I agree. It is more sensible to ignore as_index and return index as is for rolling, ewm and expanding transformations. At least until a decision is made for #49543 I guess? But right now only agg(dict_like) and agg(list_like) behave as such. .agg(string), .agg(callable) or functions such as .mean, .sum alter index even though all are doing a transformation. #54973 is just fixing this inconsistency

rhshadrach commented 1 year ago

I agree. It is more sensible to ignore as_index and return index as is for rolling, ewm and expanding transformations.

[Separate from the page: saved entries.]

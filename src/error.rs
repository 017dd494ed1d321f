//! Error taxonomy for the pipeline stages.
//!
//! Each stage has its own error type so the driver can decide how far a
//! failure is allowed to travel:
//!
//! | Error | Raised by | Contained at |
//! |-------|-----------|--------------|
//! | [`FetchError`] | connectors | the source (contributes zero documents) |
//! | [`FingerprintError`] | fingerprint engine | the document (routed to the filtered audit) |
//! | [`EnrichmentError`] | enrichers | the document (stored with an error marker) |
//! | [`PersistenceError`] | the JSON store | the run (fatal on write) |

use std::path::PathBuf;
use std::time::Duration;

use thiserror::Error;

/// A source could not be listed.
#[derive(Debug, Error)]
pub enum FetchError {
    #[error("request failed: {0}")]
    Http(#[from] reqwest::Error),

    #[error("{url} returned HTTP {status}")]
    Status { url: String, status: u16 },

    #[error("malformed response from {url}: {reason}")]
    Malformed { url: String, reason: String },

    #[error("I/O error: {0}")]
    Io(#[from] std::io::Error),

    #[error("directory walk failed: {0}")]
    Walk(#[from] walkdir::Error),

    #[error("invalid glob pattern: {0}")]
    Glob(#[from] globset::Error),

    #[error("connector misconfigured: {0}")]
    Config(String),
}

/// Content could not be fingerprinted.
#[derive(Debug, Error, PartialEq, Eq)]
pub enum FingerprintError {
    /// The content carries NUL bytes, i.e. binary data decoded as text.
    #[error("content is not text ({nul_bytes} NUL bytes)")]
    NotText { nul_bytes: usize },
}

/// A single enrichment attempt failed.
#[derive(Debug, Error)]
pub enum EnrichmentError {
    #[error("request failed: {0}")]
    Http(#[from] reqwest::Error),

    #[error("API error {status}: {body}")]
    Api { status: u16, body: String },

    #[error("malformed model response: {0}")]
    MalformedResponse(String),

    #[error("timed out after {0:?}")]
    Timeout(Duration),

    #[error("enricher panicked: {0}")]
    Panicked(String),

    #[error("enricher is not configured: {0}")]
    NotConfigured(String),
}

/// The knowledge base, audit file or fetch state could not be read or written.
#[derive(Debug, Error)]
pub enum PersistenceError {
    #[error("failed to read {path}: {source}")]
    Read {
        path: PathBuf,
        #[source]
        source: std::io::Error,
    },

    #[error("failed to write {path}: {source}")]
    Write {
        path: PathBuf,
        #[source]
        source: std::io::Error,
    },

    #[error("failed to encode {path}: {source}")]
    Encode {
        path: PathBuf,
        #[source]
        source: serde_json::Error,
    },
}
//! Cross-run reconciliation of fresh articles against the stored knowledge base.
//!
//! # Split
//!
//! Each fresh article is matched by [`ArticleKey`] against the stored
//! records. A match that [`has_changed`] reports as unchanged is *reused*:
//! the fresh article's volatile fields are merged onto a copy of the stored
//! record, keeping its enrichment. Everything else *needs enrichment*.
//! Stored records whose key did not appear this run are *carried forward*
//! into the reused set untouched.
//!
//! # Combine
//!
//! The final list follows the fresh batch order, taking for each key the
//! enriched result, else the reused record, else the raw article. Reused
//! records never seen in the batch follow in stored order, and
//! [`retain_prior`] appends any stored record still missing, so a source
//! that failed to fetch never shrinks the knowledge base.
//!
//! # Stored order
//!
//! [`restore_stored_order`] puts every key that was already stored back at
//! its stored position and appends new keys after them in batch order. A
//! source whose articles were all dropped by its cursor therefore does not
//! move its records to the end, and two runs over unchanged sources write
//! the same file.

use std::collections::{HashMap, HashSet};

use crate::change::has_changed;
use crate::key::ArticleKey;
use crate::models::{Article, KnowledgeRecord};

/// Key-indexed records that keep their insertion order.
///
/// Inserting an existing key replaces the record in place.
#[derive(Debug, Default, Clone)]
pub struct ReusedRecords {
    entries: Vec<(ArticleKey, KnowledgeRecord)>,
    index: HashMap<ArticleKey, usize>,
}

impl ReusedRecords {
    pub fn insert(&mut self, key: ArticleKey, record: KnowledgeRecord) {
        match self.index.get(&key) {
            Some(&pos) => self.entries[pos].1 = record,
            None => {
                self.index.insert(key.clone(), self.entries.len());
                self.entries.push((key, record));
            }
        }
    }

    pub fn get(&self, key: &ArticleKey) -> Option<&KnowledgeRecord> {
        self.index.get(key).map(|&pos| &self.entries[pos].1)
    }

    pub fn contains_key(&self, key: &ArticleKey) -> bool {
        self.index.contains_key(key)
    }

    pub fn iter(&self) -> impl Iterator<Item = (&ArticleKey, &KnowledgeRecord)> {
        self.entries.iter().map(|(k, r)| (k, r))
    }

    pub fn len(&self) -> usize {
        self.entries.len()
    }

    pub fn is_empty(&self) -> bool {
        self.entries.is_empty()
    }
}

/// Output of [`split`].
#[derive(Debug, Default)]
pub struct SplitOutcome {
    pub needs_enrichment: Vec<Article>,
    pub reused: ReusedRecords,
    /// Fresh articles matched to an unchanged stored record.
    pub unchanged: usize,
    /// Stored records not present in the fresh batch.
    pub carried_forward: usize,
}

/// Partition fresh articles into "needs enrichment" and "reusable".
pub fn split(fresh: &[Article], existing: &[KnowledgeRecord]) -> SplitOutcome {
    split_with(fresh, existing, false)
}

/// Like [`split`], but with `retry_unenriched` set a stored record that was
/// never successfully enriched is queued again even when unchanged.
pub fn split_with(
    fresh: &[Article],
    existing: &[KnowledgeRecord],
    retry_unenriched: bool,
) -> SplitOutcome {
    let mut by_key = ReusedRecords::default();
    for record in existing {
        by_key.insert(record.key(), record.clone());
    }

    let mut outcome = SplitOutcome::default();
    let mut seen: HashSet<ArticleKey> = HashSet::new();

    for article in fresh {
        let key = article.key();
        seen.insert(key.clone());

        match by_key.get(&key) {
            Some(stored)
                if !has_changed(article, &stored.article)
                    && !(retry_unenriched && !stored.is_enriched()) =>
            {
                outcome.reused.insert(key, merge(article, stored));
                outcome.unchanged += 1;
            }
            _ => outcome.needs_enrichment.push(article.clone()),
        }
    }

    for (key, record) in by_key.iter() {
        if !seen.contains(key) {
            outcome.reused.insert(key.clone(), record.clone());
            outcome.carried_forward += 1;
        }
    }

    outcome
}

/// Copy the fresh article's volatile fields onto a stored record.
///
/// Enrichment and passthrough fields of the stored record are kept. Optional
/// fields are only overwritten when the fresh article has a value.
pub fn merge(fresh: &Article, stored: &KnowledgeRecord) -> KnowledgeRecord {
    let mut merged = stored.clone();
    let target = &mut merged.article;

    target.source = fresh.source.clone();
    target.title = fresh.title.clone();
    target.content = fresh.content.clone();

    let optional = [
        (&mut target.slug, &fresh.slug),
        (&mut target.id, &fresh.id),
        (&mut target.url, &fresh.url),
        (&mut target.link, &fresh.link),
        (&mut target.published_at, &fresh.published_at),
        (&mut target.published_time, &fresh.published_time),
        (&mut target.author, &fresh.author),
        (&mut target.content_format, &fresh.content_format),
        (&mut target.platform, &fresh.platform),
    ];
    for (slot, value) in optional {
        if value.is_some() {
            slot.clone_from(value);
        }
    }

    merged
}

/// Recombine enrichment results with reused records, in fresh batch order.
///
/// A key repeated in `order` is emitted once, at its first position, rather
/// than once per occurrence, so the knowledge base never holds two records
/// under one key.
pub fn combine(
    order: &[Article],
    enriched: Vec<KnowledgeRecord>,
    reused: &ReusedRecords,
) -> Vec<KnowledgeRecord> {
    let mut enriched_by_key: HashMap<ArticleKey, KnowledgeRecord> =
        enriched.into_iter().map(|r| (r.key(), r)).collect();

    let mut combined = Vec::with_capacity(order.len() + reused.len());
    let mut included: HashSet<ArticleKey> = HashSet::new();

    for article in order {
        let key = article.key();
        if included.contains(&key) {
            continue;
        }
        let record = enriched_by_key
            .remove(&key)
            .or_else(|| reused.get(&key).cloned())
            .unwrap_or_else(|| KnowledgeRecord::unenriched(article.clone()));
        combined.push(record);
        included.insert(key);
    }

    for (key, record) in reused.iter() {
        if !included.contains(key) {
            combined.push(record.clone());
            included.insert(key.clone());
        }
    }

    combined
}

/// Append stored records whose key is absent from `combined`.
///
/// Returns how many were appended.
pub fn retain_prior(combined: &mut Vec<KnowledgeRecord>, prior: &[KnowledgeRecord]) -> usize {
    let mut keys: HashSet<ArticleKey> = combined.iter().map(KnowledgeRecord::key).collect();
    let mut appended = 0;
    for record in prior {
        if keys.insert(record.key()) {
            combined.push(record.clone());
            appended += 1;
        }
    }
    appended
}

/// Reorder `records` so keys present in `prior` keep their stored
/// positions. Keys new this run follow, in their current order.
pub fn restore_stored_order(
    records: Vec<KnowledgeRecord>,
    prior: &[KnowledgeRecord],
) -> Vec<KnowledgeRecord> {
    let mut by_key: HashMap<ArticleKey, KnowledgeRecord> = HashMap::with_capacity(records.len());
    let mut fresh_order: Vec<ArticleKey> = Vec::with_capacity(records.len());
    for record in records {
        let key = record.key();
        if !by_key.contains_key(&key) {
            fresh_order.push(key.clone());
        }
        by_key.insert(key, record);
    }

    let mut ordered = Vec::with_capacity(by_key.len());
    for stored in prior {
        if let Some(record) = by_key.remove(&stored.key()) {
            ordered.push(record);
        }
    }
    for key in fresh_order {
        if let Some(record) = by_key.remove(&key) {
            ordered.push(record);
        }
    }
    ordered
}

https://github.com/pandas-dev/pandas/pull/54973 is just fixing this inconsistency

Agreed that fixing the inconsistency is positive, but I think we want to avoid changing behavior on users as a bugfix and then changing it again as a bugfix if we can just do it all at once.

ihsansecer commented 1 year ago

Fair enough. I can make changes so that all rolling, ewm and expanding behaves like other transformations does or shall I left this to be implemented along with changes proposed in #49543?